**Prompt**:
Search the data for "index" and copy every matching line.
*** Data listing ***
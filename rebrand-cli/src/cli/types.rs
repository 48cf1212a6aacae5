use clap::ValueEnum;

#[derive(Debug, Clone, Copy, PartialEq, Eq, ValueEnum)]
pub enum LogLevel {
    Error,
    Warn,
    Info,
    Debug,
    Trace,
}

impl LogLevel {
    pub fn to_tracing_level(self) -> tracing::Level {
        match self {
            Self::Error => tracing::Level::ERROR,
            Self::Warn => tracing::Level::WARN,
            Self::Info => tracing::Level::INFO,
            Self::Debug => tracing::Level::DEBUG,
            Self::Trace => tracing::Level::TRACE,
        }
    }
}
use anyhow::{Context, Result};
use chrono::{Local, NaiveDate};
use crossterm::event::KeyCode;
use ratatui::layout::{Constraint, Direction, Layout, Rect};
use ratatui::style::{Color, Modifier, Style};
use ratatui::text::{Line, Span};
use ratatui::widgets::{Block, Borders, Clear, List, ListItem, ListState, Paragraph, Tabs, Wrap};
use ratatui::Frame;
use serde_json::json;

use crate::dispatch::{Dispatcher, Request, Response, RETURN_LOAN};
use crate::models::{Book, BookCopy, Loan, Student};

use super::forms::{ConfirmReturn, Form, FormKind};
use super::helpers::{
    book_line, centered_rect, clamp_selection, copy_line, loan_line, step_selection,
    student_line, surface_error,
};

/// Footer space reserved for status messages and instructions.
const FOOTER_HEIGHT: u16 = 3;
/// Rows skipped by PageUp/PageDown.
const PAGE_STEP: isize = 10;

/// Top-level tabs, one per entity the dispatcher lists.
#[derive(Copy, Clone, Debug, PartialEq, Eq)]
pub(crate) enum Tab {
    Books,
    Copies,
    Students,
    Loans,
}

impl Tab {
    const ALL: [Tab; 4] = [Tab::Books, Tab::Copies, Tab::Students, Tab::Loans];

    fn index(self) -> usize {
        match self {
            Tab::Books => 0,
            Tab::Copies => 1,
            Tab::Students => 2,
            Tab::Loans => 3,
        }
    }

    fn title(self) -> &'static str {
        match self {
            Tab::Books => "Books",
            Tab::Copies => "Copies",
            Tab::Students => "Students",
            Tab::Loans => "Loans",
        }
    }

    fn shifted(self, offset: isize) -> Tab {
        let len = Self::ALL.len() as isize;
        Self::ALL[(self.index() as isize + offset).rem_euclid(len) as usize]
    }

    fn searchable(self) -> bool {
        matches!(self, Tab::Books | Tab::Students)
    }
}

/// Fine-grained modes scoped to the current tab.
enum Mode {
    Normal,
    Searching(SearchState),
    Adding(Form),
    ConfirmReturn(ConfirmReturn),
}

/// State for an active inline search.
struct SearchState {
    query: String,
}

/// Holds the footer message text plus its severity.
struct StatusMessage {
    text: String,
    kind: StatusKind,
}

/// Severity levels shown in the footer.
enum StatusKind {
    Info,
    Error,
}

impl StatusKind {
    fn style(&self) -> Style {
        match self {
            StatusKind::Info => Style::default().fg(Color::Green),
            StatusKind::Error => Style::default().fg(Color::Red),
        }
    }
}

/// Central application state. All data flows through the dispatcher; the UI
/// never touches the store directly.
pub struct App {
    dispatcher: Dispatcher,
    tab: Tab,
    books: Vec<Book>,
    copies: Vec<BookCopy>,
    students: Vec<Student>,
    loans: Vec<Loan>,
    selected: [usize; 4],
    book_filter: Option<String>,
    student_filter: Option<String>,
    mode: Mode,
    status: Option<StatusMessage>,
}
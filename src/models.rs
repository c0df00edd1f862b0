//! Domain models that mirror the SQLite schema plus the input and result
//! shapes exchanged with the dispatcher. Everything here is a plain data
//! holder; persistence lives in `db` and request parsing in `dispatch`.

use std::fmt;

use chrono::NaiveDate;
use serde::Serialize;

use crate::error::{LibraryError, LibraryResult};

/// A catalog entry. One row per ISBN regardless of how many copies exist.
#[derive(Debug, Clone, PartialEq, Eq, Serialize)]
pub struct Book {
    pub id: i64,
    pub isbn: String,
    pub title: String,
    pub author: Option<String>,
    pub publisher: Option<String>,
    pub published_year: Option<i64>,
}

impl Book {
    /// `Title - Author`, or just the title when no author is recorded.
    pub fn display_title(&self) -> String {
        match self.author.as_deref().map(str::trim) {
            Some(author) if !author.is_empty() => format!("{} - {}", self.title, author),
            _ => self.title.clone(),
        }
    }
}

impl fmt::Display for Book {
    fn fmt(&self, f: &mut fmt::Formatter<'_>) -> fmt::Result {
        write!(f, "{}", self.display_title())
    }
}

/// A physical copy of a cataloged book. The listing query joins the owning
/// book so the ISBN and title travel with the copy.
#[derive(Debug, Clone, PartialEq, Eq, Serialize)]
pub struct BookCopy {
    pub id: i64,
    pub book_id: i64,
    pub isbn: String,
    pub title: String,
    pub copy_number: i64,
    pub status: String,
    pub location: Option<String>,
    pub barcode: Option<String>,
}

/// A borrower. `period` is the class period the student belongs to.
#[derive(Debug, Clone, PartialEq, Eq, Serialize)]
pub struct Student {
    pub id: i64,
    pub full_name: String,
    pub period: i64,
}

impl fmt::Display for Student {
    fn fmt(&self, f: &mut fmt::Formatter<'_>) -> fmt::Result {
        write!(f, "{} (period {})", self.full_name, self.period)
    }
}

/// A loan row joined with the copy, book and student it references.
#[derive(Debug, Clone, PartialEq, Eq, Serialize)]
pub struct Loan {
    pub id: i64,
    pub copy_id: i64,
    pub isbn: String,
    pub title: String,
    pub copy_number: i64,
    pub student_id: i64,
    pub student_name: String,
    pub checkout_date: NaiveDate,
    pub due_date: NaiveDate,
    pub return_date: Option<NaiveDate>,
}

impl Loan {
    pub fn is_outstanding(&self) -> bool {
        self.return_date.is_none()
    }

    pub fn is_overdue(&self, today: NaiveDate) -> bool {
        self.is_outstanding() && self.due_date < today
    }
}

/// Catalog input for the ISBN upsert. Text arrives untrimmed; `validated`
/// normalizes it.
#[derive(Debug, Clone, Default, PartialEq, Eq)]
pub struct NewBook {
    pub isbn: String,
    pub title: String,
    pub author: Option<String>,
    pub publisher: Option<String>,
    pub published_year: Option<i64>,
}

impl NewBook {
    pub fn new(isbn: impl Into<String>, title: impl Into<String>) -> Self {
        Self {
            isbn: isbn.into(),
            title: title.into(),
            ..Self::default()
        }
    }

    /// Builder-style setter for the optional author.
    pub fn with_author(mut self, author: impl Into<String>) -> Self {
        self.author = Some(author.into());
        self
    }

    /// Trim every text field, drop blank optionals, and reject a missing ISBN
    /// or title.
    pub fn validated(&self) -> LibraryResult<NewBook> {
        let isbn = required(&self.isbn, "ISBN is required.")?;
        let title = required(&self.title, "Title is required.")?;
        Ok(NewBook {
            isbn,
            title,
            author: optional(self.author.as_deref()),
            publisher: optional(self.publisher.as_deref()),
            published_year: self.published_year,
        })
    }
}

/// A physical copy to register under an existing ISBN. The copy number is
/// assigned by the store.
#[derive(Debug, Clone, Default, PartialEq, Eq)]
pub struct NewCopy {
    pub isbn: String,
    pub location: Option<String>,
    pub barcode: Option<String>,
}

impl NewCopy {
    pub fn new(isbn: impl Into<String>) -> Self {
        Self {
            isbn: isbn.into(),
            ..Self::default()
        }
    }

    /// Trim the ISBN and drop blank location or barcode.
    pub fn validated(&self) -> LibraryResult<NewCopy> {
        Ok(NewCopy {
            isbn: required(&self.isbn, "ISBN is required.")?,
            location: optional(self.location.as_deref()),
            barcode: optional(self.barcode.as_deref()),
        })
    }
}

/// Student input. `period` stays optional here so "absent" can be told apart
/// from the perfectly valid period 0.
#[derive(Debug, Clone, Default, PartialEq, Eq)]
pub struct NewStudent {
    pub full_name: String,
    pub period: Option<i64>,
}

impl NewStudent {
    pub fn new(full_name: impl Into<String>, period: i64) -> Self {
        Self {
            full_name: full_name.into(),
            period: Some(period),
        }
    }

    pub fn validated(&self) -> LibraryResult<(String, i64)> {
        let full_name = required(&self.full_name, "Student name is required.")?;
        let period = self
            .period
            .ok_or_else(|| LibraryError::validation("Period is required."))?;
        Ok((full_name, period))
    }
}

#[derive(Debug, Clone, PartialEq, Eq)]
pub struct NewLoan {
    pub copy_id: i64,
    pub student_id: i64,
    pub due_date: NaiveDate,
    pub checkout_date: Option<NaiveDate>,
}

impl NewLoan {
    /// Resolve the checkout date (defaulting to `today`) and make sure the due
    /// date does not precede it.
    pub fn validated(&self, today: NaiveDate) -> LibraryResult<(NaiveDate, NaiveDate)> {
        let checkout = self.checkout_date.unwrap_or(today);
        if self.due_date < checkout {
            return Err(LibraryError::validation(format!(
                "Due date {} is before checkout date {}.",
                self.due_date, checkout
            )));
        }
        Ok((checkout, self.due_date))
    }
}

#[derive(Debug, Clone, PartialEq, Eq)]
pub struct ReturnLoan {
    pub loan_id: i64,
    pub return_date: Option<NaiveDate>,
}

/// Outcome of the book upsert. `changes` is the engine's affected-row count and
/// `id` points at the inserted or updated row.
#[derive(Debug, Clone, Copy, PartialEq, Eq, Serialize)]
pub struct AddBookResult {
    pub success: bool,
    pub changes: usize,
    pub id: i64,
}

#[derive(Debug, Clone, Copy, PartialEq, Eq, Serialize)]
pub struct AddCopyResult {
    pub success: bool,
    pub id: i64,
    pub copy_number: i64,
}

#[derive(Debug, Clone, Copy, PartialEq, Eq, Serialize)]
pub struct InsertResult {
    pub success: bool,
    pub id: i64,
}

#[derive(Debug, Clone, Copy, PartialEq, Eq, Serialize)]
pub struct UpdateResult {
    pub success: bool,
    pub changes: usize,
}

fn required(value: &str, message: &str) -> LibraryResult<String> {
    let trimmed = value.trim();
    if trimmed.is_empty() {
        Err(LibraryError::validation(message))
    } else {
        Ok(trimmed.to_string())
    }
}

fn optional(value: Option<&str>) -> Option<String> {
    value
        .map(str::trim)
        .filter(|v| !v.is_empty())
        .map(str::to_string)
}

#[cfg(test)]
mod tests {
    use super::*;

    #[test]
    fn book_validation_trims_and_drops_blank_optionals() {
        let input = NewBook {
            isbn: " 978-0 ".into(),
            title: " Dune ".into(),
            author: Some("  ".into()),
            publisher: Some(" Chilton ".into()),
            published_year: Some(1965),
        };
        let book = input.validated().unwrap();
        assert_eq!(book.isbn, "978-0");
        assert_eq!(book.title, "Dune");
        assert_eq!(book.author, None);
        assert_eq!(book.publisher.as_deref(), Some("Chilton"));
    }

    #[test]
    fn whitespace_title_is_rejected() {
        let err = NewBook::new("1", "   ").validated().unwrap_err();
        assert!(err.is_validation());
    }

    #[test]
    fn student_period_zero_is_valid_but_absent_is_not() {
        assert_eq!(
            NewStudent::new("Ada", 0).validated().unwrap(),
            ("Ada".to_string(), 0)
        );
        let missing = NewStudent {
            full_name: "Ada".into(),
            period: None,
        };
        assert!(missing.validated().unwrap_err().is_validation());
    }

    #[test]
    fn loan_due_date_cannot_precede_checkout() {
        let today = NaiveDate::from_ymd_opt(2024, 9, 10).unwrap();
        let loan = NewLoan {
            copy_id: 1,
            student_id: 1,
            due_date: NaiveDate::from_ymd_opt(2024, 9, 9).unwrap(),
            checkout_date: None,
        };
        assert!(loan.validated(today).unwrap_err().is_validation());

        let same_day = NewLoan {
            due_date: today,
            ..loan
        };
        assert_eq!(same_day.validated(today).unwrap(), (today, today));
    }

    #[test]
    fn display_title_omits_blank_author() {
        let mut book = Book {
            id: 1,
            isbn: "1".into(),
            title: "Emma".into(),
            author: Some("Jane Austen".into()),
            publisher: None,
            published_year: None,
        };
        assert_eq!(book.to_string(), "Emma - Jane Austen");
        book.author = Some(" ".into());
        assert_eq!(book.to_string(), "Emma");
    }
}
***
**Solved exercise**:
    fn index(self) -> usize {
        Self::ALL[(self.index() as isize + offset).rem_euclid(len) as usize]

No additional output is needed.